*INPUT FOR THIS TASK*
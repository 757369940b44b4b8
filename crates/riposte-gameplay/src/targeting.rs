//! Lock-on target selection.
//!
//! This module provides:
//! - Candidate scanning filtered by range, line of sight, and facing cone
//! - Nearest and alignment-weighted acquisition
//! - Directional target cycling
//! - Per-tick revalidation of the held target

use glam::{Quat, Vec3};
use riposte_common::math::{flatten, look_rotation, signed_angle_deg, turn_towards};
use riposte_common::EntityId;
use serde::{Deserialize, Serialize};
use tracing::debug;

use crate::collaborators::{Pose, SpatialQuery};
use crate::config::LockOnConfig;

// ============================================================================
// Types
// ============================================================================

/// How the first target is picked when locking on.
#[derive(Debug, Clone, Copy, Default, PartialEq, Eq, Hash, Serialize, Deserialize)]
#[serde(rename_all = "snake_case")]
pub enum AcquisitionMode {
    /// Nearest valid candidate.
    #[default]
    Nearest,
    /// Highest [`lock_on_score`].
    Scored,
}

/// Look-axis magnitude a flick must exceed to cycle targets.
pub const CYCLE_DEAD_ZONE: f32 = 0.5;

/// Rotational direction for cycling targets.
#[derive(Debug, Clone, Copy, PartialEq, Eq, Hash, Serialize, Deserialize)]
pub enum CycleDirection {
    /// Counter-clockwise seen from above.
    Left,
    /// Clockwise seen from above.
    Right,
}

impl CycleDirection {
    /// Direction of a horizontal look flick, or `None` inside the dead zone.
    #[must_use]
    pub fn from_axis(axis: f32) -> Option<Self> {
        if axis > CYCLE_DEAD_ZONE {
            Some(Self::Right)
        } else if axis < -CYCLE_DEAD_ZONE {
            Some(Self::Left)
        } else {
            None
        }
    }

    fn matches(self, signed_angle: f32) -> bool {
        match self {
            Self::Left => signed_angle < 0.0,
            Self::Right => signed_angle > 0.0,
        }
    }
}

/// Lock state. The target only exists while locked.
#[derive(Debug, Clone, Copy, PartialEq, Eq, Hash, Serialize, Deserialize)]
pub enum LockState {
    /// No target.
    Unlocked,
    /// Holding a target.
    Locked {
        /// The held target.
        target: EntityId,
    },
}

/// Why a lock ended.
#[derive(Debug, Clone, Copy, PartialEq, Eq, Hash, Serialize, Deserialize)]
pub enum ReleaseReason {
    /// The player toggled lock-on off.
    Toggled,
    /// The target handle no longer resolves.
    TargetInvalid,
    /// The target moved beyond the maximum distance.
    OutOfRange,
    /// Line of sight to the target is blocked.
    Obstructed,
    /// The owner died or was otherwise interrupted.
    Interrupted,
}

/// Result of a lock-on input or tick.
#[derive(Debug, Clone, Copy, PartialEq, Eq)]
pub enum LockOnEvent {
    /// Locked onto a target.
    Acquired(EntityId),
    /// Moved the lock to another target.
    Switched {
        /// Previous target.
        from: EntityId,
        /// New target.
        to: EntityId,
    },
    /// Lock ended.
    Released {
        /// Target that was held.
        target: EntityId,
        /// Why.
        reason: ReleaseReason,
    },
    /// No valid candidate was found.
    NoTarget,
    /// Nothing changed.
    Unchanged,
}

/// A scanned candidate.
#[derive(Debug, Clone, Copy, PartialEq)]
pub struct Candidate {
    /// Candidate entity.
    pub entity: EntityId,
    /// Its position.
    pub position: Vec3,
    /// Distance from the scanning character.
    pub distance: f32,
    /// `dot(forward, direction)` on the horizontal plane.
    pub alignment: f32,
    /// Signed horizontal angle from forward in degrees (right positive).
    pub signed_angle: f32,
}

/// Per-tick output of the controller.
#[derive(Debug, Clone, Copy, PartialEq)]
pub struct LockOnUpdate {
    /// Lock change caused by revalidation, if any.
    pub event: LockOnEvent,
    /// The held target after this tick.
    pub target: Option<EntityId>,
    /// Position of the held target.
    pub target_position: Option<Vec3>,
    /// Facing turned toward the target.
    pub facing: Option<Quat>,
}

impl LockOnUpdate {
    fn unlocked(event: LockOnEvent) -> Self {
        Self {
            event,
            target: None,
            target_position: None,
            facing: None,
        }
    }
}

// ============================================================================
// Scoring
// ============================================================================

/// Weighs facing alignment twice as heavily as proximity.
#[must_use]
pub fn lock_on_score(alignment: f32, distance: f32, radius: f32) -> f32 {
    let proximity = if radius > 0.0 {
        1.0 - distance / radius
    } else {
        0.0
    };
    2.0 * alignment + proximity
}

/// Highest-scoring candidate; ties go to the one scanned first.
#[must_use]
pub fn select_by_score(candidates: &[Candidate], radius: f32) -> Option<&Candidate> {
    let mut best: Option<(&Candidate, f32)> = None;
    for candidate in candidates {
        let score = lock_on_score(candidate.alignment, candidate.distance, radius);
        if best.map_or(true, |(_, best_score)| score > best_score) {
            best = Some((candidate, score));
        }
    }
    best.map(|(candidate, _)| candidate)
}

/// Nearest candidate; ties go to the one scanned first.
#[must_use]
pub fn select_nearest(candidates: &[Candidate]) -> Option<&Candidate> {
    let mut best: Option<&Candidate> = None;
    for candidate in candidates {
        if best.map_or(true, |b| candidate.distance < b.distance) {
            best = Some(candidate);
        }
    }
    best
}

/// Candidate closest to facing on the `direction` side.
#[must_use]
pub fn select_in_direction(
    candidates: &[Candidate],
    direction: CycleDirection,
) -> Option<&Candidate> {
    let mut best: Option<&Candidate> = None;
    for candidate in candidates {
        if !direction.matches(candidate.signed_angle) {
            continue;
        }
        if best.map_or(true, |b| candidate.signed_angle.abs() < b.signed_angle.abs()) {
            best = Some(candidate);
        }
    }
    best
}

// ============================================================================
// Target Lock Controller
// ============================================================================

/// Current-target lifecycle for one character.
#[derive(Debug, Clone)]
pub struct TargetLockController {
    owner: EntityId,
    config: LockOnConfig,
    state: LockState,
}

impl TargetLockController {
    /// Create an unlocked controller for `owner`.
    #[must_use]
    pub fn new(owner: EntityId, config: LockOnConfig) -> Self {
        Self {
            owner,
            config,
            state: LockState::Unlocked,
        }
    }

    /// Current lock state.
    #[must_use]
    pub fn state(&self) -> LockState {
        self.state
    }

    /// Whether a target is held.
    #[must_use]
    pub fn is_locked_on(&self) -> bool {
        matches!(self.state, LockState::Locked { .. })
    }

    /// The held target.
    #[must_use]
    pub fn current_target(&self) -> Option<EntityId> {
        match self.state {
            LockState::Locked { target } => Some(target),
            LockState::Unlocked => None,
        }
    }

    /// Tuning in use.
    #[must_use]
    pub fn config(&self) -> &LockOnConfig {
        &self.config
    }

    fn eye(&self, pose: &Pose) -> Vec3 {
        pose.position + Vec3::Y * self.config.eye_height
    }

    fn sight_blocked(&self, pose: &Pose, spatial: &dyn SpatialQuery, position: Vec3) -> bool {
        spatial.line_of_sight_blocked(
            self.eye(pose),
            position + self.config.target_offset,
            self.config.obstruction_layers,
        )
    }

    /// Scan for candidates in range with clear line of sight.
    ///
    /// `exclude` skips the held target; `within_cone` drops candidates
    /// outside `max_acquire_angle` of facing.
    pub fn scan(
        &self,
        pose: &Pose,
        spatial: &dyn SpatialQuery,
        exclude: Option<EntityId>,
        within_cone: bool,
    ) -> Vec<Candidate> {
        let forward = pose.forward();
        let mut candidates: Vec<Candidate> = Vec::new();

        let found = spatial.query_in_radius(
            pose.position,
            self.config.lock_on_radius,
            self.config.target_layers,
        );
        for entity in found {
            if entity == self.owner
                || !entity.is_valid()
                || exclude == Some(entity)
                || candidates.iter().any(|c| c.entity == entity)
            {
                continue;
            }
            let Some(position) = spatial.position(entity) else {
                continue;
            };

            let offset = position - pose.position;
            let direction = flatten(offset).try_normalize().unwrap_or(forward);
            let signed_angle = signed_angle_deg(forward, direction);

            if within_cone && signed_angle.abs() > self.config.max_acquire_angle {
                continue;
            }
            if self.sight_blocked(pose, spatial, position) {
                continue;
            }

            candidates.push(Candidate {
                entity,
                position,
                distance: offset.length(),
                alignment: forward.dot(direction),
                signed_angle,
            });
        }

        candidates
    }

    /// Handle the lock-on toggle input.
    pub fn on_toggle_lock_on(&mut self, pose: &Pose, spatial: &dyn SpatialQuery) -> LockOnEvent {
        if self.is_locked_on() {
            return self.release(ReleaseReason::Toggled);
        }

        let candidates = self.scan(pose, spatial, None, true);
        let selected = match self.config.acquisition {
            AcquisitionMode::Nearest => select_nearest(&candidates),
            AcquisitionMode::Scored => select_by_score(&candidates, self.config.lock_on_radius),
        };

        match selected {
            Some(candidate) => {
                self.state = LockState::Locked {
                    target: candidate.entity,
                };
                debug!(
                    "Locked onto {} at {:.1}m",
                    candidate.entity, candidate.distance
                );
                LockOnEvent::Acquired(candidate.entity)
            },
            None => {
                debug!("No valid lock-on targets");
                LockOnEvent::NoTarget
            },
        }
    }

    /// Move the lock to the nearest target in `direction`.
    pub fn on_cycle_target(
        &mut self,
        direction: CycleDirection,
        pose: &Pose,
        spatial: &dyn SpatialQuery,
    ) -> LockOnEvent {
        let LockState::Locked { target: current } = self.state else {
            return LockOnEvent::Unchanged;
        };

        let candidates = self.scan(pose, spatial, Some(current), false);
        match select_in_direction(&candidates, direction) {
            Some(candidate) => {
                self.state = LockState::Locked {
                    target: candidate.entity,
                };
                LockOnEvent::Switched {
                    from: current,
                    to: candidate.entity,
                }
            },
            None => LockOnEvent::Unchanged,
        }
    }

    /// Release the held target, if any.
    pub fn release(&mut self, reason: ReleaseReason) -> LockOnEvent {
        match std::mem::replace(&mut self.state, LockState::Unlocked) {
            LockState::Locked { target } => {
                if reason != ReleaseReason::Toggled {
                    debug!("Lock on {} released: {:?}", target, reason);
                }
                LockOnEvent::Released { target, reason }
            },
            LockState::Unlocked => LockOnEvent::Unchanged,
        }
    }

    /// Revalidate the held target and turn toward it.
    pub fn tick(&mut self, dt: f32, pose: &Pose, spatial: &dyn SpatialQuery) -> LockOnUpdate {
        let LockState::Locked { target } = self.state else {
            return LockOnUpdate::unlocked(LockOnEvent::Unchanged);
        };

        let Some(position) = spatial.position(target) else {
            return LockOnUpdate::unlocked(self.release(ReleaseReason::TargetInvalid));
        };
        if pose.position.distance(position) > self.config.max_lock_on_distance {
            return LockOnUpdate::unlocked(self.release(ReleaseReason::OutOfRange));
        }
        if self.sight_blocked(pose, spatial, position) {
            return LockOnUpdate::unlocked(self.release(ReleaseReason::Obstructed));
        }

        let facing = look_rotation(position - pose.position).map(|desired| {
            turn_towards(
                pose.rotation,
                desired,
                self.config.lock_on_rotation_speed,
                dt.max(0.0),
            )
        });

        LockOnUpdate {
            event: LockOnEvent::Unchanged,
            target: Some(target),
            target_position: Some(position),
            facing,
        }
    }
}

*WORK TO COMPLETE*
Go to the line with "target is held." in the entries above and repeat every line from there through the line with "exclude == Some(entity)", exactly and with no other text.

*ANSWER TO THIS TASK*
    /// Whether a target is held.
    #[must_use]
    pub fn is_locked_on(&self) -> bool {
        matches!(self.state, LockState::Locked { .. })
    }

    /// The held target.
    #[must_use]
    pub fn current_target(&self) -> Option<EntityId> {
        match self.state {
            LockState::Locked { target } => Some(target),
            LockState::Unlocked => None,
        }
    }

    /// Tuning in use.
    #[must_use]
    pub fn config(&self) -> &LockOnConfig {
        &self.config
    }

    fn eye(&self, pose: &Pose) -> Vec3 {
        pose.position + Vec3::Y * self.config.eye_height
    }

    fn sight_blocked(&self, pose: &Pose, spatial: &dyn SpatialQuery, position: Vec3) -> bool {
        spatial.line_of_sight_blocked(
            self.eye(pose),
            position + self.config.target_offset,
            self.config.obstruction_layers,
        )
    }

    /// Scan for candidates in range with clear line of sight.
    ///
    /// `exclude` skips the held target; `within_cone` drops candidates
    /// outside `max_acquire_angle` of facing.
    pub fn scan(
        &self,
        pose: &Pose,
        spatial: &dyn SpatialQuery,
        exclude: Option<EntityId>,
        within_cone: bool,
    ) -> Vec<Candidate> {
        let forward = pose.forward();
        let mut candidates: Vec<Candidate> = Vec::new();

        let found = spatial.query_in_radius(
            pose.position,
            self.config.lock_on_radius,
            self.config.target_layers,
        );
        for entity in found {
            if entity == self.owner
                || !entity.is_valid()
                || exclude == Some(entity)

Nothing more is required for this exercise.